How We Discovered The World's Oldest Fossils

To test this theory, my colleagues and I studied an ancient group of rocks in north-east Canada called the Nuvvuagittuq belt, dated to be between 4,280m and 3,770m years old. Preserved within this belt are iron formations formed in settings analogous to hydrothermal vents today

Over 3,770m years ago, the Earth looked very different. There were no plants, no animals, the sky was not blue. The surface would have resembled a bare rocky wasteland.

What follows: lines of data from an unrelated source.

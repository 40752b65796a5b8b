//! Framebuffers.
//!
//! A framebuffer is an offscreen render target made of color texture attachments and an optional
//! depth (or depth-stencil) renderbuffer. Framebuffers are built with a [`FramebufferBuilder`]:
//!
//! ```ignore
//! let fb = FramebufferBuilder::new(1024, 1024)
//!   .color(PixelFormat::Rgba8, Filter::Nearest, Wrap::ClampToEdge)
//!   .depth(DepthFormat::Depth24)
//!   .build(backend)?;
//! ```
//!
//! Color attachments are textures, so what gets rendered into a framebuffer can be sampled
//! afterwards (see [`Framebuffer::bind_color_texture`]) or copied onto the screen (see
//! [`Framebuffer::blit_to_default`]).

use crate::backend::framebuffer::Framebuffer as FramebufferBackend;
use crate::texture::{Filter, PixelFormat, Sampling, Texture2D, TextureError, Wrap};
use std::{error, fmt};

/// Format of a depth renderbuffer.
#[derive(Clone, Copy, Debug, Eq, Hash, PartialEq)]
pub enum DepthFormat {
  /// 24-bit depth.
  Depth24,
  /// 24-bit depth with an 8-bit stencil.
  Depth24Stencil8,
}

/// Framebuffer errors.
#[non_exhaustive]
#[derive(Debug)]
pub enum FramebufferError {
  /// The backend failed to create the framebuffer or one of its renderbuffers.
  CannotCreate(String),
  /// The framebuffer is incomplete. Carries the name of the status reported by the backend.
  Incomplete(String),
  /// More color attachments were requested than the backend supports.
  TooManyAttachments {
    /// Number of requested attachments.
    requested: usize,
    /// Maximum supported by the backend.
    max: usize,
  },
  /// No color attachment at that index.
  NoSuchAttachment(usize),
  /// A color attachment couldn’t be created.
  TextureError(TextureError),
}

impl fmt::Display for FramebufferError {
  fn fmt(&self, f: &mut fmt::Formatter) -> Result<(), fmt::Error> {
    match *self {
      FramebufferError::CannotCreate(ref e) => write!(f, "cannot create framebuffer: {}", e),
      FramebufferError::Incomplete(ref status) => write!(f, "incomplete framebuffer: {}", status),
      FramebufferError::TooManyAttachments { requested, max } => write!(
        f,
        "too many color attachments: {} requested, {} supported",
        requested, max
      ),
      FramebufferError::NoSuchAttachment(index) => write!(f, "no color attachment {}", index),
      FramebufferError::TextureError(ref e) => write!(f, "framebuffer texture error: {}", e),
    }
  }
}

impl error::Error for FramebufferError {
  fn source(&self) -> Option<&(dyn error::Error + 'static)> {
    match self {
      FramebufferError::TextureError(e) => Some(e),
      _ => None,
    }
  }
}

impl From<TextureError> for FramebufferError {
  fn from(e: TextureError) -> Self {
    FramebufferError::TextureError(e)
  }
}

#[derive(Clone, Copy, Debug, PartialEq)]
struct ColorSlot {
  format: PixelFormat,
  sampling: Sampling,
}

/// Builder of [`Framebuffer`].
#[derive(Clone, Debug, PartialEq)]
pub struct FramebufferBuilder {
  size: [u32; 2],
  colors: Vec<ColorSlot>,
  depth: Option<DepthFormat>,
}

impl FramebufferBuilder {
  /// Start building a framebuffer of the given size, without any attachment.
  pub fn new(width: u32, height: u32) -> Self {
    FramebufferBuilder {
      size: [width, height],
      colors: Vec::new(),
      depth: None,
    }
  }

  /// Add a color attachment. Attachments are numbered in the order they are added.
  pub fn color(mut self, format: PixelFormat, filter: Filter, wrap: Wrap) -> Self {
    self.colors.push(ColorSlot {
      format,
      sampling: Sampling {
        wrap,
        min_filter: filter,
        mag_filter: filter,
        mipmaps: false,
      },
    });

    self
  }

  /// Add a depth (or depth-stencil) renderbuffer.
  pub fn depth(mut self, format: DepthFormat) -> Self {
    self.depth = Some(format);
    self
  }

  /// Create the framebuffer on the backend.
  ///
  /// The default framebuffer is bound again once done.
  pub fn build<B>(&self, backend: &mut B) -> Result<Framebuffer<B>, FramebufferError>
  where
    B: ?Sized + FramebufferBackend,
  {
    let max = max_color_attachments(backend);

    if self.colors.len() > max {
      return Err(FramebufferError::TooManyAttachments {
        requested: self.colors.len(),
        max,
      });
    }

    let repr = unsafe { backend.new_framebuffer()? };
    unsafe { backend.bind_framebuffer(Some(&repr)) };

    let r = self.attach(backend, &repr);

    unsafe { backend.bind_framebuffer(None) };

    let (colors, depth) = r?;

    log::debug!(
      "created {}×{} framebuffer with {} color attachment(s)",
      self.size[0],
      self.size[1],
      colors.len()
    );

    Ok(Framebuffer {
      repr,
      size: self.size,
      colors,
      _depth: depth,
    })
  }

  #[allow(clippy::type_complexity)]
  fn attach<B>(
    &self,
    backend: &mut B,
    repr: &B::FramebufferRepr,
  ) -> Result<(Vec<Texture2D<B>>, Option<B::RenderbufferRepr>), FramebufferError>
  where
    B: ?Sized + FramebufferBackend,
  {
    let mut colors = Vec::with_capacity(self.colors.len());

    for (index, slot) in self.colors.iter().enumerate() {
      let texture = Texture2D::new(backend, self.size, slot.format, None, slot.sampling)?;
      unsafe { backend.attach_color_texture(repr, index, texture.repr()) };
      colors.push(texture);
    }

    let depth = match self.depth {
      Some(format) => unsafe {
        let renderbuffer = backend.new_depth_renderbuffer(self.size, format)?;
        backend.attach_depth_renderbuffer(repr, &renderbuffer, format);
        Some(renderbuffer)
      },

      None => None,
    };

    unsafe {
      backend.set_draw_buffers(colors.len());
      backend.check_framebuffer(repr)?;
    }

    Ok((colors, depth))
  }
}

/// Maximum number of color attachments a framebuffer can have on that backend.
pub fn max_color_attachments<B>(backend: &mut B) -> usize
where
  B: ?Sized + FramebufferBackend,
{
  unsafe { backend.max_color_attachments() }
}

/// An offscreen render target.
pub struct Framebuffer<B>
where
  B: ?Sized + FramebufferBackend,
{
  repr: B::FramebufferRepr,
  size: [u32; 2],
  colors: Vec<Texture2D<B>>,
  _depth: Option<B::RenderbufferRepr>,
}

impl<B> Framebuffer<B>
where
  B: ?Sized + FramebufferBackend,
{
  /// Bind the framebuffer; subsequent draws render into it.
  pub fn bind(&self, backend: &mut B) {
    unsafe { backend.bind_framebuffer(Some(&self.repr)) }
  }

  /// Bind the default framebuffer back.
  pub fn bind_default(backend: &mut B) {
    unsafe { backend.bind_framebuffer(None) }
  }

  /// Enable the first `count` color attachments as draw buffers. The framebuffer must be bound.
  pub fn set_draw_buffers(&self, backend: &mut B, count: usize) -> Result<(), FramebufferError> {
    if count > self.colors.len() {
      return Err(FramebufferError::NoSuchAttachment(count - 1));
    }

    unsafe { backend.set_draw_buffers(count) };
    Ok(())
  }

  /// Size in pixels.
  pub fn size(&self) -> [u32; 2] {
    self.size
  }

  /// Number of color attachments.
  pub fn color_count(&self) -> usize {
    self.colors.len()
  }

  /// Get a color attachment.
  pub fn color_texture(&self, index: usize) -> Option<&Texture2D<B>> {
    self.colors.get(index)
  }

  /// Bind a color attachment to a texture unit for sampling.
  pub fn bind_color_texture(
    &self,
    backend: &mut B,
    index: usize,
    unit: u32,
  ) -> Result<(), FramebufferError> {
    let texture = self
      .colors
      .get(index)
      .ok_or(FramebufferError::NoSuchAttachment(index))?;

    texture.bind(backend, unit);
    Ok(())
  }

  /// Copy a rectangle of a color attachment into a rectangle of the default framebuffer.
  ///
  /// Rectangles are `[x0, y0, x1, y1]`.
  pub fn blit_to_default(
    &self,
    backend: &mut B,
    attachment: usize,
    src: [i32; 4],
    dst: [i32; 4],
    filter: Filter,
  ) -> Result<(), FramebufferError> {
    if attachment >= self.colors.len() {
      return Err(FramebufferError::NoSuchAttachment(attachment));
    }

    unsafe { backend.blit_to_default(&self.repr, attachment, src, dst, filter) };
    Ok(())
  }
}

#[cfg(test)]
mod tests {
  use super::*;
  use crate::backend::mock::{Call, MockBackend};

  fn two_colors() -> FramebufferBuilder {
    FramebufferBuilder::new(1024, 1024)
      .color(PixelFormat::Rgba8, Filter::Nearest, Wrap::ClampToEdge)
      .color(PixelFormat::Rgb8, Filter::Linear, Wrap::Repeat)
      .depth(DepthFormat::Depth24)
  }

  #[test]
  fn building() {
    let mut backend = MockBackend::new();
    let fb = two_colors().build(&mut backend).unwrap();

    assert_eq!(fb.color_count(), 2);
    assert_eq!(fb.size(), [1024, 1024]);
    assert_eq!(
      backend.calls,
      vec![
        Call::NewFramebuffer(1),
        Call::BindFramebuffer(Some(1)),
        Call::NewTexture {
          id: 2,
          size: [1024, 1024],
          format: PixelFormat::Rgba8
        },
        Call::AttachColor {
          framebuffer: 1,
          index: 0,
          texture: 2
        },
        Call::NewTexture {
          id: 3,
          size: [1024, 1024],
          format: PixelFormat::Rgb8
        },
        Call::AttachColor {
          framebuffer: 1,
          index: 1,
          texture: 3
        },
        Call::AttachDepth {
          framebuffer: 1,
          format: DepthFormat::Depth24
        },
        Call::DrawBuffers(2),
        Call::BindFramebuffer(None),
      ]
    );
  }

  #[test]
  fn attachment_limit() {
    let mut backend = MockBackend::new();
    backend.max_color_attachments = 1;

    assert!(matches!(
      two_colors().build(&mut backend),
      Err(FramebufferError::TooManyAttachments {
        requested: 2,
        max: 1
      })
    ));
    assert!(backend.calls.is_empty());
  }

  #[test]
  fn incomplete_framebuffers() {
    let mut backend = MockBackend::new();
    backend.incomplete_framebuffers = true;

    let r = two_colors().build(&mut backend);

    assert!(matches!(r, Err(FramebufferError::Incomplete(_))));
    // the default framebuffer is restored even on failure
    assert_eq!(backend.calls.last(), Some(&Call::BindFramebuffer(None)));
  }

  #[test]
  fn blitting() {
    let mut backend = MockBackend::new();
    let fb = two_colors().build(&mut backend).unwrap();
    backend.calls.clear();

    fb.blit_to_default(&mut backend, 1, [0, 0, 1024, 1024], [0, 0, 512, 512], Filter::Nearest)
      .unwrap();
    assert!(matches!(
      fb.blit_to_default(&mut backend, 2, [0; 4], [0; 4], Filter::Nearest),
      Err(FramebufferError::NoSuchAttachment(2))
    ));

    assert_eq!(
      backend.calls,
      vec![Call::Blit {
        attachment: 1,
        src: [0, 0, 1024, 1024],
        dst: [0, 0, 512, 512]
      }]
    );
  }

  #[test]
  fn sampling_attachments() {
    let mut backend = MockBackend::new();
    let fb = two_colors().build(&mut backend).unwrap();
    backend.calls.clear();

    fb.bind_color_texture(&mut backend, 0, 0).unwrap();

    assert_eq!(backend.calls, vec![Call::BindTexture { id: 2, unit: 0 }]);
    assert!(fb.bind_color_texture(&mut backend, 5, 0).is_err());
  }
}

Yet it was around this time that we think the first life appeared, deep in the ocean around hot fissures in the seabed known as hydrothermal vents. Here, hot fluids circulate through the rocks on the seafloor, carrying iron and other elements out of the rocks and into the surrounding water. The chemicals and energy in these environments make them look like the perfect place for life to start.

To test this theory, my colleagues and I studied an ancient group of rocks in north-east Canada called the Nuvvuagittuq belt, dated to be between 4,280m and 3,770m years old. Preserved within this belt are iron formations formed in settings analogous to hydrothermal vents today. And in it we found microfossils that we believe to be 300m years older than the previous oldest known microfossils from rocks in western Australia dated to be around 3,500m years old. That makes these the oldest known fossils and possibly the oldest known evidence for life on Earth.

Rocks created from hydrothermal vent precipitates on the seafloor.

To uncover the fossils, we cut slices of the rocks so thin you could see through them and study them with a microscope. In doing so, we found microscopic filaments and tubes of iron, ranging in size from 5-10 microns in diameter, less than half the width of human hair, and up to half a millimetre in length. The tubes and filaments we saw were very detailed features that shared remarkable similarities with fossils of microbes in younger rocks and also modern microbes.

Features of these ancient filaments, such as their attachment to clumps of iron, are similar to those found in modern microbes, which use these clumps to hold themselves to rocks. These iron-oxidising microbes trap iron coming out of underwater vents, which they use in a reaction to release chemical energy. They then use this energy to turn carbon dioxide from the surrounding water into organic matter, allowing them to grow.

Filament microfossils

How did we know they were fossils?

When we found the fossil structures we knew they were very interesting and promising candidates for microfossils. But we needed to demonstrate that this is what they really were and that they weren't a non-biological phenomena. So we assessed all the likely scenarios that could have formed the tubes and filaments, including chemical gradients in iron-rich gels and metamorphic stretching of the rocks. None of the mechanisms fitted with the observations we had made.

We then looked for chemical traces in the rocks that might have been left behind by microorganisms. We found organic matter preserved as graphite in a way that suggested it had been formed by microbes. We also found key minerals that are commonly produced by the decay of biological materials in sediments, such as carbonate and apatite (which contains phosphorus). These minerals also occurred in granule structures that commonly form in sediments around decaying organisms and sometimes preserve microfossil structures within them. All of these independent observations provided strong evidence for the micro structures' biological origin.

Filaments attached to a clump of iron

Together, this evidence very clearly demonstrates a strong biological presence in the 3,770m- to 4,280m-year-old rocks, pushing back the date of the earliest known microfossils by 300m years. To put that timescale into perspective, if we went back in time 300m years from today, the dinosaurs would not yet have even come into existence.

The fact we found these lifeforms in hydrothermal vent deposits from so early in Earth's history supports the long-standing theory that life arose in these types of environments. The environment that we found these ancient microfossils in, and their similarity to younger fossilised and modern bacteria, suggests that their iron-based metabolisms were among the first ways life sustained itself on Earth.

Quartz crystal with nanoscopic inclusions that may have formed from organic matter

It's also worth remembering that this discovery shows us life managed to take hold and rapidly evolve on Earth at a time when Mars had liquid water on its surface. This leaves us with the exciting possibility that if the conditions on the Martian surface and Earth were similar, life should also have begun on Mars over 3,770m years ago. Or else the Earth may have just been a special exception.